Instructions for the task
The output should be the line containing "for i in 0..10u16" and every later line of the records, exactly as written, and nothing else.
•••
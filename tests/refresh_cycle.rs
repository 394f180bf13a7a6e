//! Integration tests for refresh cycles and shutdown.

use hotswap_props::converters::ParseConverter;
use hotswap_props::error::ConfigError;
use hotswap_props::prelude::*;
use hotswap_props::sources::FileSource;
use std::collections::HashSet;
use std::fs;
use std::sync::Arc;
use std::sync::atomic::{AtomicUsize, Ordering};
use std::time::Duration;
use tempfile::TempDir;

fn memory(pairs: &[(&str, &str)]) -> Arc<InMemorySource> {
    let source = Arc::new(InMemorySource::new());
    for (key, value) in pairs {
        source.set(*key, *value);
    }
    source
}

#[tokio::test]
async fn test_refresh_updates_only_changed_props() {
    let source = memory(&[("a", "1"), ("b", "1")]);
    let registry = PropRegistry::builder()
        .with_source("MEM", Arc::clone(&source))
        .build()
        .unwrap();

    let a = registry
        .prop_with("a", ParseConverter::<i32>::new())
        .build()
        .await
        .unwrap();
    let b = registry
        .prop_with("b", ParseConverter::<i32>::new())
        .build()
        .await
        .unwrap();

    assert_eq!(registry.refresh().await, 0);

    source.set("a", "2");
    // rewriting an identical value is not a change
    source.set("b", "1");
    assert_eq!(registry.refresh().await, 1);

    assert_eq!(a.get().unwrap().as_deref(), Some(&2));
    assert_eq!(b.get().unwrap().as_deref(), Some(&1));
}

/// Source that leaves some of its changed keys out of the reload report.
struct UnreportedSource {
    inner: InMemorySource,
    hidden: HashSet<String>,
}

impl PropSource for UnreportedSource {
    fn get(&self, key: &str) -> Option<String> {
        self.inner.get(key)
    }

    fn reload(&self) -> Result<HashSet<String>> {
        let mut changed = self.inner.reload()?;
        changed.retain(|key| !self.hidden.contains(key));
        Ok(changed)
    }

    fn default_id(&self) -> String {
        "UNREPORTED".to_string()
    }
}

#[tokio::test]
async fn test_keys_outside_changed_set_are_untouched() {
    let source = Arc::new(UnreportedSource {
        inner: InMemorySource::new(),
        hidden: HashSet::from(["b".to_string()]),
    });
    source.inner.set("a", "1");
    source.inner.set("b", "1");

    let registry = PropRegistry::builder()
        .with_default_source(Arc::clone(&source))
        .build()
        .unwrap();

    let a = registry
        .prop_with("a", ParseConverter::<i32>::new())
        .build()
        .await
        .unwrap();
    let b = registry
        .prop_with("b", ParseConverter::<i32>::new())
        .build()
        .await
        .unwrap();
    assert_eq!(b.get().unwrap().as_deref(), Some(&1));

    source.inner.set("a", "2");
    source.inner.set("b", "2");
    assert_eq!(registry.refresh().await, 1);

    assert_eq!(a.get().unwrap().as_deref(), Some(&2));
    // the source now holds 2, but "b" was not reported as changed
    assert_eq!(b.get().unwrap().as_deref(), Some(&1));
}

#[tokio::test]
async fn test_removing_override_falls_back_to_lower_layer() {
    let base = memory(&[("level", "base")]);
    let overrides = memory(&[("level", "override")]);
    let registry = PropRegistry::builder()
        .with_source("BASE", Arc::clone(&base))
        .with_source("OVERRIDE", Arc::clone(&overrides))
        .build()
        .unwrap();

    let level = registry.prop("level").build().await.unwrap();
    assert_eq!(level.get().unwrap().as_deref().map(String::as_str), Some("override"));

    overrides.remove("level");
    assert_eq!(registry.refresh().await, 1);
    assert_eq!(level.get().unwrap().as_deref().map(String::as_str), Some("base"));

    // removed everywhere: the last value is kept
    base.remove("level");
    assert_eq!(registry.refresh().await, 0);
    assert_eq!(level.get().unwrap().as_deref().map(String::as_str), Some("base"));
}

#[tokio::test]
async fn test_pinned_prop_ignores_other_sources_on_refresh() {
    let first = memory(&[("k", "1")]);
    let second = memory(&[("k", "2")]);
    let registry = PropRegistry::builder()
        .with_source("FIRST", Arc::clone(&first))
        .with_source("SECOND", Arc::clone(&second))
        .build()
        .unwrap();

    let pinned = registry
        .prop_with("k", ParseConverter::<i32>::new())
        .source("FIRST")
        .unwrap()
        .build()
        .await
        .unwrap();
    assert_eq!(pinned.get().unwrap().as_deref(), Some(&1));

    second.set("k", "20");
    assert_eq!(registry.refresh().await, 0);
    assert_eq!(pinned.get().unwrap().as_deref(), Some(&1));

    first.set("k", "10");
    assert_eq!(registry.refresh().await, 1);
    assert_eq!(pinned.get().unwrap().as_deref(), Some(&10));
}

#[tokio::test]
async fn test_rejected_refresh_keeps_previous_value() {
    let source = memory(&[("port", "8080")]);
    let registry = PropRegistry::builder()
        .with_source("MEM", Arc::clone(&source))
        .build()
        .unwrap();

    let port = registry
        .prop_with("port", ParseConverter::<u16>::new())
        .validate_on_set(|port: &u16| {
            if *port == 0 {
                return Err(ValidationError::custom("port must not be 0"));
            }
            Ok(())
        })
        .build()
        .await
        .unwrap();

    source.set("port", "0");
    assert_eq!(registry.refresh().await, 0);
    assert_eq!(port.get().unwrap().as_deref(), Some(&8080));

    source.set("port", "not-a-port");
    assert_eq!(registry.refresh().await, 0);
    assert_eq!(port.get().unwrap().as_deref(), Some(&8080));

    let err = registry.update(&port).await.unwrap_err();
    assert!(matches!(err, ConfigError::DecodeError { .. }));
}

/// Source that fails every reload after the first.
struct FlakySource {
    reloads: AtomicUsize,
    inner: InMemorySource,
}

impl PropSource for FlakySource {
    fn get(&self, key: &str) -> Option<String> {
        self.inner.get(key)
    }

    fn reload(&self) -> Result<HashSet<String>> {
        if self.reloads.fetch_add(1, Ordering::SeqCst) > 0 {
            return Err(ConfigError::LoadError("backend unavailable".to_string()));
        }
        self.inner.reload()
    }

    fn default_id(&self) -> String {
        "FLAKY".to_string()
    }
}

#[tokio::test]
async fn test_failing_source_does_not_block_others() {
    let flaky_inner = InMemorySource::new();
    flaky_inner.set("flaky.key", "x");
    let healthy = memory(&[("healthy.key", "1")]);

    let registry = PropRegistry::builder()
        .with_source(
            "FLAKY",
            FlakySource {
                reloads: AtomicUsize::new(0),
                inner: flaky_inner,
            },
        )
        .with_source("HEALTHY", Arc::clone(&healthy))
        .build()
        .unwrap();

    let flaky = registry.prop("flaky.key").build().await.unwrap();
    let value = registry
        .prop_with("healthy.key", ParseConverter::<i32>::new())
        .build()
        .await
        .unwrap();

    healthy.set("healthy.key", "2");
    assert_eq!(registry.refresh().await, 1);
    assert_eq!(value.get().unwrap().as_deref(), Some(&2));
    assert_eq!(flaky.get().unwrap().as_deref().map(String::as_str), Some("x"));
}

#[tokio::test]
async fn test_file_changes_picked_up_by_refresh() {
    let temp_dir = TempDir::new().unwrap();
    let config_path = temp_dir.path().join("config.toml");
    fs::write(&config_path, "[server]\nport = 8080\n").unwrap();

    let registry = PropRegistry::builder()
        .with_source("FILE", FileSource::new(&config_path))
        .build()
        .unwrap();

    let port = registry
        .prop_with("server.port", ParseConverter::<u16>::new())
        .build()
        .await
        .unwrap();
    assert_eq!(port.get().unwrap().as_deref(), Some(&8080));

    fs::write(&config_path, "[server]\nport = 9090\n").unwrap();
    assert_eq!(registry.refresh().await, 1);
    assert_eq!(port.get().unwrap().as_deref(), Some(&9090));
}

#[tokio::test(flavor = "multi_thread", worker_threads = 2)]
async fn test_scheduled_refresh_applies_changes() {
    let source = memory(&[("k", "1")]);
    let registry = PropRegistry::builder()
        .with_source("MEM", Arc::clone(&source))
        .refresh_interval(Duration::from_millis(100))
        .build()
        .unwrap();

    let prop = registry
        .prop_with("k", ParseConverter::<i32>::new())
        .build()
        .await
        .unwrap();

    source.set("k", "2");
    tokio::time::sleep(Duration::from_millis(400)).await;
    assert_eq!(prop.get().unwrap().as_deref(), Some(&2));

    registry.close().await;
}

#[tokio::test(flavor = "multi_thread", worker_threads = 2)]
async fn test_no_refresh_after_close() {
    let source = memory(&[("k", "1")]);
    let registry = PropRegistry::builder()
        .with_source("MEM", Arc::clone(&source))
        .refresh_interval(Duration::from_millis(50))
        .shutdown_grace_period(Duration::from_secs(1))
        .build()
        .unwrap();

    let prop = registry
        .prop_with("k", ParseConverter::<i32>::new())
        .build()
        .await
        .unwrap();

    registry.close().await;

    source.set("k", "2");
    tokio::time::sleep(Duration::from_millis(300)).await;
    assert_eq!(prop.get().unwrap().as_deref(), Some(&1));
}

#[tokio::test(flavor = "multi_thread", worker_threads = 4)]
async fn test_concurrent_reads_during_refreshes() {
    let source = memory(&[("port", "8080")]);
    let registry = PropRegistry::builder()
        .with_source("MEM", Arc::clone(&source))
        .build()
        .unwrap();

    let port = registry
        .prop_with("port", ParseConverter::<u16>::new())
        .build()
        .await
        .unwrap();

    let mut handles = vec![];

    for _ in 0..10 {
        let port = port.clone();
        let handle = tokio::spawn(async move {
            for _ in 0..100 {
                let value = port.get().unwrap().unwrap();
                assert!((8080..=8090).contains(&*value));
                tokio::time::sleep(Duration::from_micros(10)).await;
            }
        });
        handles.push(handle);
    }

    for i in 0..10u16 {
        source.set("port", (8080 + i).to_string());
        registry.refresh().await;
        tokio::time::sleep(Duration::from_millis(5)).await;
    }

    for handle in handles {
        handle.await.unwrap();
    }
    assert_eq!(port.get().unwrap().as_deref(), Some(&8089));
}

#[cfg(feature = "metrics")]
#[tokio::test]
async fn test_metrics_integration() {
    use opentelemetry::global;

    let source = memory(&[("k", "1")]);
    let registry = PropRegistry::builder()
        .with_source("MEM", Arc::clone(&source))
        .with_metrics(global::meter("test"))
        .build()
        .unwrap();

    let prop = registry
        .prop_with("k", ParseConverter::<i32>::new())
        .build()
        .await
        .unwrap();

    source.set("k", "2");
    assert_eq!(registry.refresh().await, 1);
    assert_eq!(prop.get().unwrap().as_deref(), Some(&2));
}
•••
Answer space
    for i in 0..10u16 {
        source.set("port", (8080 + i).to_string());
        registry.refresh().await;
        tokio::time::sleep(Duration::from_millis(5)).await;
    }

    for handle in handles {
        handle.await.unwrap();
    }
    assert_eq!(port.get().unwrap().as_deref(), Some(&8089));
}

#[cfg(feature = "metrics")]
#[tokio::test]
async fn test_metrics_integration() {
    use opentelemetry::global;

    let source = memory(&[("k", "1")]);
    let registry = PropRegistry::builder()
        .with_source("MEM", Arc::clone(&source))
        .with_metrics(global::meter("test"))
        .build()
        .unwrap();

    let prop = registry
        .prop_with("k", ParseConverter::<i32>::new())
        .build()
        .await
        .unwrap();

    source.set("k", "2");
    assert_eq!(registry.refresh().await, 1);
    assert_eq!(prop.get().unwrap().as_deref(), Some(&2));
}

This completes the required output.